### MATERIALS PROVIDED
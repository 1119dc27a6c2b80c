//! Database row structs.
//!
//! Each submodule contains a `FromRow` struct matching a table row and its
//! conversion into the engine's domain type.

pub mod benchmark;
pub mod catalog;
pub mod observation;
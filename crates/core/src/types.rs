/// Benchmark and observation primary keys are PostgreSQL BIGSERIAL.
pub type DbId = i64;

/// All timestamps are UTC.
pub type Timestamp = chrono::DateTime<chrono::Utc>;

/// Catalog records are keyed by stable slugs (`rtx4090`, `i9-14900k`, `cyberpunk2077`).
pub type CatalogId = String;
//! PostgreSQL persistence for the FPS estimation service.
//!
//! Row models live in [`models`], hand-written queries in [`repositories`],
//! and [`store`] adapts both to the engine's storage traits.

use sqlx::postgres::PgPoolOptions;

pub mod models;
pub mod repositories;
pub mod store;

pub use store::{PgBenchmarkStore, PgCatalog};

pub type DbPool = sqlx::PgPool;

/// Create a connection pool from a database URL.
pub async fn create_pool(database_url: &str, max_connections: u32) -> Result<DbPool, sqlx::Error> {
    PgPoolOptions::new()
        .max_connections(max_connections)
        .connect(database_url)
        .await
}

/// Round-trip a trivial query to prove the pool can reach the server.
pub async fn health_check(pool: &DbPool) -> Result<(), sqlx::Error> {
    sqlx::query("SELECT 1").execute(pool).await?;
    Ok(())
}

/// Apply pending migrations from `db/migrations`, including the reference seed.
pub async fn run_migrations(pool: &DbPool) -> Result<(), sqlx::migrate::MigrateError> {
    sqlx::migrate!("../../db/migrations").run(pool).await
}
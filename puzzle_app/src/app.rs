//! Application context.
//!
//! [`PuzzleApp`] owns the cube state, the animation queue, the pointer
//! handler and the scrambler, and routes the three external drivers into
//! them: the fixed-period tick, raw pointer events and discrete commands
//! (reset view, reset colors, scramble). Everything is single-threaded; the
//! two state machines only ever run one step at a time behind `&mut self`.

use puzzle_core::anim::Animator;
use puzzle_core::config::PuzzleConfig;
use puzzle_core::cube::{palette, RubiksCube};
use puzzle_core::grid::Layout;
use puzzle_core::math::Vec3;
use puzzle_core::mesh::Quad;
use puzzle_core::pointer::PointerHandler;
use puzzle_core::render::RenderBackend;
use puzzle_core::scramble::Scrambler;
use tracing::{debug, info};

/// Top-level application state.
pub struct PuzzleApp {
    pub cube: RubiksCube,
    pub animator: Animator,
    pub pointer: PointerHandler,
    scrambler: Scrambler,
    cfg: PuzzleConfig,
}

impl PuzzleApp {
    pub fn new(cfg: PuzzleConfig) -> Self {
        Self::with_scrambler(cfg, Scrambler::new())
    }

    /// Deterministic variant for tests.
    pub fn with_scrambler(cfg: PuzzleConfig, scrambler: Scrambler) -> Self {
        Self {
            cube: RubiksCube::new(Layout::new(cfg.cube_count)),
            animator: Animator::new(),
            pointer: PointerHandler::new(),
            scrambler,
            cfg,
        }
    }

    /// One animation step. Returns whether a redraw is needed.
    pub fn tick(&mut self) -> bool {
        self.animator.step(&mut self.cube)
    }

    /// One pointer event. Ignored while a turn animation is playing, so a
    /// drag can never fight the animator over the same layer.
    pub fn pointer_event(&mut self, pos: Vec3, down: bool, up: bool) -> bool {
        if self.animator.is_animating() {
            return false;
        }
        self.pointer
            .step(pos, down, up, &mut self.cube, &mut self.animator)
    }

    /// Restores the default viewing angle and pointer state.
    pub fn reset_view(&mut self) {
        self.cube.reset_view();
        self.cube.reset_face_transforms();
        self.pointer.reset();
        debug!("view reset");
    }

    /// Full reset: view, colors, pointer and any queued animation.
    pub fn reset_colors(&mut self) {
        self.cube.reset_view();
        self.cube.reset_face_transforms();
        self.cube.reset_colors();
        self.pointer.reset();
        self.animator.clear();
        debug!("colors reset");
    }

    /// Queues a configured number of random turns. Refused while animating.
    /// Returns whether anything was queued.
    pub fn scramble(&mut self) -> bool {
        if self.animator.is_animating() {
            return false;
        }
        self.pointer.reset();
        self.cube.reset_face_transforms();
        for _ in 0..self.cfg.scramble_turns {
            let turn = self.scrambler.next_turn(self.cube.layout());
            self.animator.push(turn);
        }
        info!(turns = self.cfg.scramble_turns, "scramble queued");
        true
    }

    /// Projects the cube into a fresh drawing list.
    pub fn project(&self) -> (Vec<Vec3>, Vec<Quad>) {
        let mut vertices = Vec::new();
        let mut faces = Vec::new();
        self.cube.project(&mut vertices, &mut faces);
        (vertices, faces)
    }

    /// Projects and hands the frame to a renderer.
    pub fn draw<B: RenderBackend>(&self, backend: &mut B) {
        let (vertices, faces) = self.project();
        backend.begin_frame(palette::BACKGROUND);
        backend.draw_quads(&vertices, &faces);
        backend.end_frame();
    }

    pub fn config(&self) -> &PuzzleConfig {
        &self.cfg
    }
}

#[cfg(test)]
mod tests {
    use super::*;

    fn app() -> PuzzleApp {
        PuzzleApp::with_scrambler(PuzzleConfig::default(), Scrambler::from_seed(1))
    }

    #[test]
    fn pointer_events_are_ignored_while_animating() {
        let mut app = app();
        app.scramble();
        assert!(app.tick());
        assert!(!app.pointer_event(Vec3::ZERO, true, false));
    }

    #[test]
    fn scramble_is_refused_while_animating() {
        let mut app = app();
        assert!(app.scramble());
        app.tick();
        assert!(!app.scramble());
    }

    #[test]
    fn reset_colors_clears_the_queue() {
        let mut app = app();
        app.scramble();
        app.tick();
        app.reset_colors();
        assert!(!app.animator.is_animating());
        assert!(!app.tick());
    }
}
//! Rendering abstraction.
//!
//! This crate intentionally does not depend on a graphics backend. The
//! projection pass produces screen-space vertices plus depth-sorted quads;
//! a real renderer fills them back-to-front as solid polygons.

use crate::math::Vec3;
use crate::mesh::Quad;

/// A minimal rendering API over the projected drawing list.
pub trait RenderBackend: Send + Sync {
    fn begin_frame(&mut self, background: u32);
    /// Fills the given quads, which arrive already sorted back-to-front.
    fn draw_quads(&mut self, vertices: &[Vec3], faces: &[Quad]);
    fn end_frame(&mut self);
}

/// A no-op renderer useful for headless runs and tests.
#[derive(Default)]
pub struct NullRenderer {
    /// Number of quads handed over in the most recent frame.
    pub last_quad_count: usize,
}

impl RenderBackend for NullRenderer {
    fn begin_frame(&mut self, _background: u32) {}
    fn draw_quads(&mut self, _vertices: &[Vec3], faces: &[Quad]) {
        self.last_quad_count = faces.len();
    }
    fn end_frame(&mut self) {}
}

### YOUR TASK
Only a number is expected: the count of lines in the data that contain the word "Projects".

### SOLUTION
2